MATERIAL SHOWN:
◇ ◇ ◇

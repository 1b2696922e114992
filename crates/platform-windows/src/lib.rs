//! Windows specific platform integration for winbridge.
//!
//! Process enumeration and termination (Toolhelp32), registry access
//! (`winreg`), UAC elevation (`ShellExecuteExW` with the `runas` verb) and
//! file ACL editing (`SetEntriesInAclW`) are registered with the shared
//! provider macros from `winbridge-core`.

#[cfg(target_os = "windows")]
mod acl;
#[cfg(target_os = "windows")]
mod elevation;
#[cfg(target_os = "windows")]
mod error;
#[cfg(target_os = "windows")]
mod handle;
#[cfg(target_os = "windows")]
mod init;
#[cfg(target_os = "windows")]
mod process;
#[cfg(target_os = "windows")]
mod registry;

#[cfg(target_os = "windows")]
pub use init::platform_module;

#[cfg(not(target_os = "windows"))]
#[derive(Debug, Clone, Copy, PartialEq, Eq, Hash)]
pub struct WindowsPlatformStub;
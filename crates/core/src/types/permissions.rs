use serde::Serialize;
use std::time::SystemTime;

/// Best-effort snapshot of what the current user may do with a path.
#[derive(Debug, Clone, Copy, Default, PartialEq, Eq, Serialize)]
pub struct EffectivePermissions {
    pub can_read: bool,
    pub can_write: bool,
    pub can_execute: bool,
    pub can_delete: bool,
}

/// Elevation of the current process at `checked_at`. Recomputed per query.
#[derive(Debug, Clone, Copy, PartialEq, Eq, Serialize)]
pub struct ElevationState {
    pub is_elevated: bool,
    pub checked_at: SystemTime,
}

impl ElevationState {
    pub fn now(is_elevated: bool) -> Self {
        Self { is_elevated, checked_at: SystemTime::now() }
    }
}
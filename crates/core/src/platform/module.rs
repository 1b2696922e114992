use super::PlatformError;

pub trait PlatformModule: Send + Sync {
    fn name(&self) -> &'static str;
    fn initialize(&self) -> Result<(), PlatformError>;

    /// Allows the runtime to signal shutdown so the platform module can release
    /// resources it acquired in `initialize`. The default implementation does
    /// nothing so modules without persistent resources can ignore this call.
    fn shutdown(&self) {}
}

pub struct PlatformRegistration {
    pub module: &'static dyn PlatformModule,
}

inventory::collect!(PlatformRegistration);

pub fn platform_modules() -> impl Iterator<Item = &'static dyn PlatformModule> {
    inventory::iter::<PlatformRegistration>.into_iter().map(|entry| entry.module)
}
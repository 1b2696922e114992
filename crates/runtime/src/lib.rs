mod config;
mod error;
mod journal;
mod privilege;
pub mod process;
pub mod registry;
pub mod runtime;
#[cfg(test)]
mod test_support;

pub use config::{BridgeConfig, ClassesScope, ConfigError};
pub use error::{BridgeError, ErrorKind};
pub use journal::RegistryTransaction;
pub use privilege::PrivilegeManager;
pub use process::{KillReport, ProcessController, ProcessTree, RootOutcome, TerminationFailure};
pub use registry::{RUN_KEY, RegistryManager};
pub use runtime::Runtime;
pub use tokio_util::sync::CancellationToken;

◇ ◇ ◇

WORK INSTRUCTIONS:
Repeat every line of the data word for word until you have repeated the line that contains "with a path.", which is the last one to include.

SOLUTION:
repository 1b2696922e114992
filename crates/platform-windows/src/lib.rs
//! Windows specific platform integration for winbridge.
//!
//! Process enumeration and termination (Toolhelp32), registry access
//! (`winreg`), UAC elevation (`ShellExecuteExW` with the `runas` verb) and
//! file ACL editing (`SetEntriesInAclW`) are registered with the shared
//! provider macros from `winbridge-core`.

#[cfg(target_os = "windows")]
mod acl;
#[cfg(target_os = "windows")]
mod elevation;
#[cfg(target_os = "windows")]
mod error;
#[cfg(target_os = "windows")]
mod handle;
#[cfg(target_os = "windows")]
mod init;
#[cfg(target_os = "windows")]
mod process;
#[cfg(target_os = "windows")]
mod registry;

#[cfg(target_os = "windows")]
pub use init::platform_module;

#[cfg(not(target_os = "windows"))]
#[derive(Debug, Clone, Copy, PartialEq, Eq, Hash)]
pub struct WindowsPlatformStub;
filename crates/core/src/types/permissions.rs
use serde::Serialize;
use std::time::SystemTime;

/// Best-effort snapshot of what the current user may do with a path.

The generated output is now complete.